§ Work to be completed
The data beneath this task has to be reprinted character for character.

··· Provided data

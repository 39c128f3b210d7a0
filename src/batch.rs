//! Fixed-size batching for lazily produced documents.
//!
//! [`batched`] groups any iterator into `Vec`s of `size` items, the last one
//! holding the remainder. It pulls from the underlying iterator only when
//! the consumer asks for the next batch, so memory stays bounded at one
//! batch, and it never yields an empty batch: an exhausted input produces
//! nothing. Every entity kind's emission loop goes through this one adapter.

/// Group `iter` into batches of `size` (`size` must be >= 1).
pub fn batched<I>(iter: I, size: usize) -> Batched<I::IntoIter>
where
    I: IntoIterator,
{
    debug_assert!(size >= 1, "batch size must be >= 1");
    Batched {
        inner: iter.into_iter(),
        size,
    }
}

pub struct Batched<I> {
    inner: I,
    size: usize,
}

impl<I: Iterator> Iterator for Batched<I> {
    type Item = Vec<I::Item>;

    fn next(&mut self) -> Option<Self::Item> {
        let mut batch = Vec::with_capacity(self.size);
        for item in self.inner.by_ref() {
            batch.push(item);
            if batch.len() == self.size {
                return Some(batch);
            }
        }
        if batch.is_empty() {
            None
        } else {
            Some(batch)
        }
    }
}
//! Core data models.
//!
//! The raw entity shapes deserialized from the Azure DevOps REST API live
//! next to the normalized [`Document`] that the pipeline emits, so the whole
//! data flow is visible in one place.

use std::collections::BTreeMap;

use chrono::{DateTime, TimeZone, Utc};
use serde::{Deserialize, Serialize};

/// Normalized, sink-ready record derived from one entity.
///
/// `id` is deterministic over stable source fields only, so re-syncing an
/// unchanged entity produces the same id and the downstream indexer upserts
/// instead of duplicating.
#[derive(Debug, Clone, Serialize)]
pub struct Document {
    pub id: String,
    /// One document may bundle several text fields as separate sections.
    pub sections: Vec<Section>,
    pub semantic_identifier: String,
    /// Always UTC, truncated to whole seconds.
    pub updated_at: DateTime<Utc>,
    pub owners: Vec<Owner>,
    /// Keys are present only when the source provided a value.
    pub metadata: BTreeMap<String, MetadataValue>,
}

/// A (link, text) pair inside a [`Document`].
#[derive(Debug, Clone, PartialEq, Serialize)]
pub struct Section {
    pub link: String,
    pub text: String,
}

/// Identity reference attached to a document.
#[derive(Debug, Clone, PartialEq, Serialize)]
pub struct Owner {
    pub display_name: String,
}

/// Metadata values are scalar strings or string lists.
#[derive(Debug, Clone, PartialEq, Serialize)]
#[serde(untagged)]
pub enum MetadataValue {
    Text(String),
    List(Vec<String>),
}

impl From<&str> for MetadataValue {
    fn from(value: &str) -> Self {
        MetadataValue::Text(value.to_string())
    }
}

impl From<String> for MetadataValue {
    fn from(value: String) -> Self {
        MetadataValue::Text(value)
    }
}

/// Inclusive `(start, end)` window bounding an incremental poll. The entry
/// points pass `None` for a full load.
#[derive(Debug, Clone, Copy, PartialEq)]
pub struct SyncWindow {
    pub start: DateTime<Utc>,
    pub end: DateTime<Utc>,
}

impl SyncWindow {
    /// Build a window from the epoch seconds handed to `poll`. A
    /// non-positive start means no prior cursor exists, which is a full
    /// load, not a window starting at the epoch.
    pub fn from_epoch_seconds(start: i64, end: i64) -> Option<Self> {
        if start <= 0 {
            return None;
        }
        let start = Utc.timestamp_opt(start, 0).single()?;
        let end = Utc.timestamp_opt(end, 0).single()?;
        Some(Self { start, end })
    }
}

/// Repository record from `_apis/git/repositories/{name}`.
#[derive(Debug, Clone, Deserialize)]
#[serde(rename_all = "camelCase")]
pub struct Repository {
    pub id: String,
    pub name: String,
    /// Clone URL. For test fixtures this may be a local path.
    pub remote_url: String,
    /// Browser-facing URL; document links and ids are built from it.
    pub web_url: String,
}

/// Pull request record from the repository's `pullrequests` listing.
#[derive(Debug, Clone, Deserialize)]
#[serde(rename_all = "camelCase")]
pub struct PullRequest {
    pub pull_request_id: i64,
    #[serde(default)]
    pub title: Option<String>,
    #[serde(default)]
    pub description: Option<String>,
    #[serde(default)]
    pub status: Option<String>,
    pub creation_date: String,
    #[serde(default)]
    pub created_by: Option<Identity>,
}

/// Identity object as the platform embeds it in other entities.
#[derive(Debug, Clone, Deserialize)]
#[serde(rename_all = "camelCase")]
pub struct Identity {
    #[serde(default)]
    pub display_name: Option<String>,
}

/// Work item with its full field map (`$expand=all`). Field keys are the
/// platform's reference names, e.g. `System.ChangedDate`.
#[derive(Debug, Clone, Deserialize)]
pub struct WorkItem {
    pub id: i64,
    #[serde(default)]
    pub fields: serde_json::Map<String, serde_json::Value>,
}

······

§ Answer space
repository 39c128f3b210d7a0
filename src/batch.rs
//! Fixed-size batching for lazily produced documents.
//!
//! [`batched`] groups any iterator into `Vec`s of `size` items, the last one
//! holding the remainder. It pulls from the underlying iterator only when
//! the consumer asks for the next batch, so memory stays bounded at one
//! batch, and it never yields an empty batch: an exhausted input produces
//! nothing. Every entity kind's emission loop goes through this one adapter.

/// Group `iter` into batches of `size` (`size` must be >= 1).
pub fn batched<I>(iter: I, size: usize) -> Batched<I::IntoIter>
where
    I: IntoIterator,
{
    debug_assert!(size >= 1, "batch size must be >= 1");
    Batched {
        inner: iter.into_iter(),
        size,
    }
}

pub struct Batched<I> {
    inner: I,
    size: usize,
}

impl<I: Iterator> Iterator for Batched<I> {
    type Item = Vec<I::Item>;

    fn next(&mut self) -> Option<Self::Item> {
        let mut batch = Vec::with_capacity(self.size);
        for item in self.inner.by_ref() {
            batch.push(item);
            if batch.len() == self.size {
                return Some(batch);
            }
        }
        if batch.is_empty() {
            None
        } else {
            Some(batch)
        }
    }
}
//! Core data models.
//!
//! The raw entity shapes deserialized from the Azure DevOps REST API live
//! next to the normalized [`Document`] that the pipeline emits, so the whole
//! data flow is visible in one place.

use std::collections::BTreeMap;

use chrono::{DateTime, TimeZone, Utc};
use serde::{Deserialize, Serialize};

/// Normalized, sink-ready record derived from one entity.
///
/// `id` is deterministic over stable source fields only, so re-syncing an
/// unchanged entity produces the same id and the downstream indexer upserts
/// instead of duplicating.
#[derive(Debug, Clone, Serialize)]
pub struct Document {
    pub id: String,
    /// One document may bundle several text fields as separate sections.
    pub sections: Vec<Section>,
    pub semantic_identifier: String,
    /// Always UTC, truncated to whole seconds.
    pub updated_at: DateTime<Utc>,
    pub owners: Vec<Owner>,
    /// Keys are present only when the source provided a value.
    pub metadata: BTreeMap<String, MetadataValue>,
}

/// A (link, text) pair inside a [`Document`].
#[derive(Debug, Clone, PartialEq, Serialize)]
pub struct Section {
    pub link: String,
    pub text: String,
}

/// Identity reference attached to a document.
#[derive(Debug, Clone, PartialEq, Serialize)]
pub struct Owner {
    pub display_name: String,
}

/// Metadata values are scalar strings or string lists.
#[derive(Debug, Clone, PartialEq, Serialize)]
#[serde(untagged)]
pub enum MetadataValue {
    Text(String),
    List(Vec<String>),
}

impl From<&str> for MetadataValue {
    fn from(value: &str) -> Self {
        MetadataValue::Text(value.to_string())
    }
}

impl From<String> for MetadataValue {
    fn from(value: String) -> Self {
        MetadataValue::Text(value)
    }
}

/// Inclusive `(start, end)` window bounding an incremental poll. The entry
/// points pass `None` for a full load.
#[derive(Debug, Clone, Copy, PartialEq)]
pub struct SyncWindow {
    pub start: DateTime<Utc>,
    pub end: DateTime<Utc>,
}

impl SyncWindow {
    /// Build a window from the epoch seconds handed to `poll`. A
    /// non-positive start means no prior cursor exists, which is a full
    /// load, not a window starting at the epoch.
    pub fn from_epoch_seconds(start: i64, end: i64) -> Option<Self> {
        if start <= 0 {
            return None;
        }
        let start = Utc.timestamp_opt(start, 0).single()?;
        let end = Utc.timestamp_opt(end, 0).single()?;
        Some(Self { start, end })
    }
}

/// Repository record from `_apis/git/repositories/{name}`.
#[derive(Debug, Clone, Deserialize)]
#[serde(rename_all = "camelCase")]
pub struct Repository {
    pub id: String,
    pub name: String,
    /// Clone URL. For test fixtures this may be a local path.
    pub remote_url: String,
    /// Browser-facing URL; document links and ids are built from it.
    pub web_url: String,
}

/// Pull request record from the repository's `pullrequests` listing.
#[derive(Debug, Clone, Deserialize)]
#[serde(rename_all = "camelCase")]
pub struct PullRequest {
    pub pull_request_id: i64,
    #[serde(default)]
    pub title: Option<String>,
    #[serde(default)]
    pub description: Option<String>,
    #[serde(default)]
    pub status: Option<String>,
    pub creation_date: String,
    #[serde(default)]
    pub created_by: Option<Identity>,
}

/// Identity object as the platform embeds it in other entities.
#[derive(Debug, Clone, Deserialize)]
#[serde(rename_all = "camelCase")]
pub struct Identity {
    #[serde(default)]
    pub display_name: Option<String>,
}

/// Work item with its full field map (`$expand=all`). Field keys are the
/// platform's reference names, e.g. `System.ChangedDate`.
#[derive(Debug, Clone, Deserialize)]
pub struct WorkItem {
    pub id: i64,
    #[serde(default)]
    pub fields: serde_json::Map<String, serde_json::Value>,
}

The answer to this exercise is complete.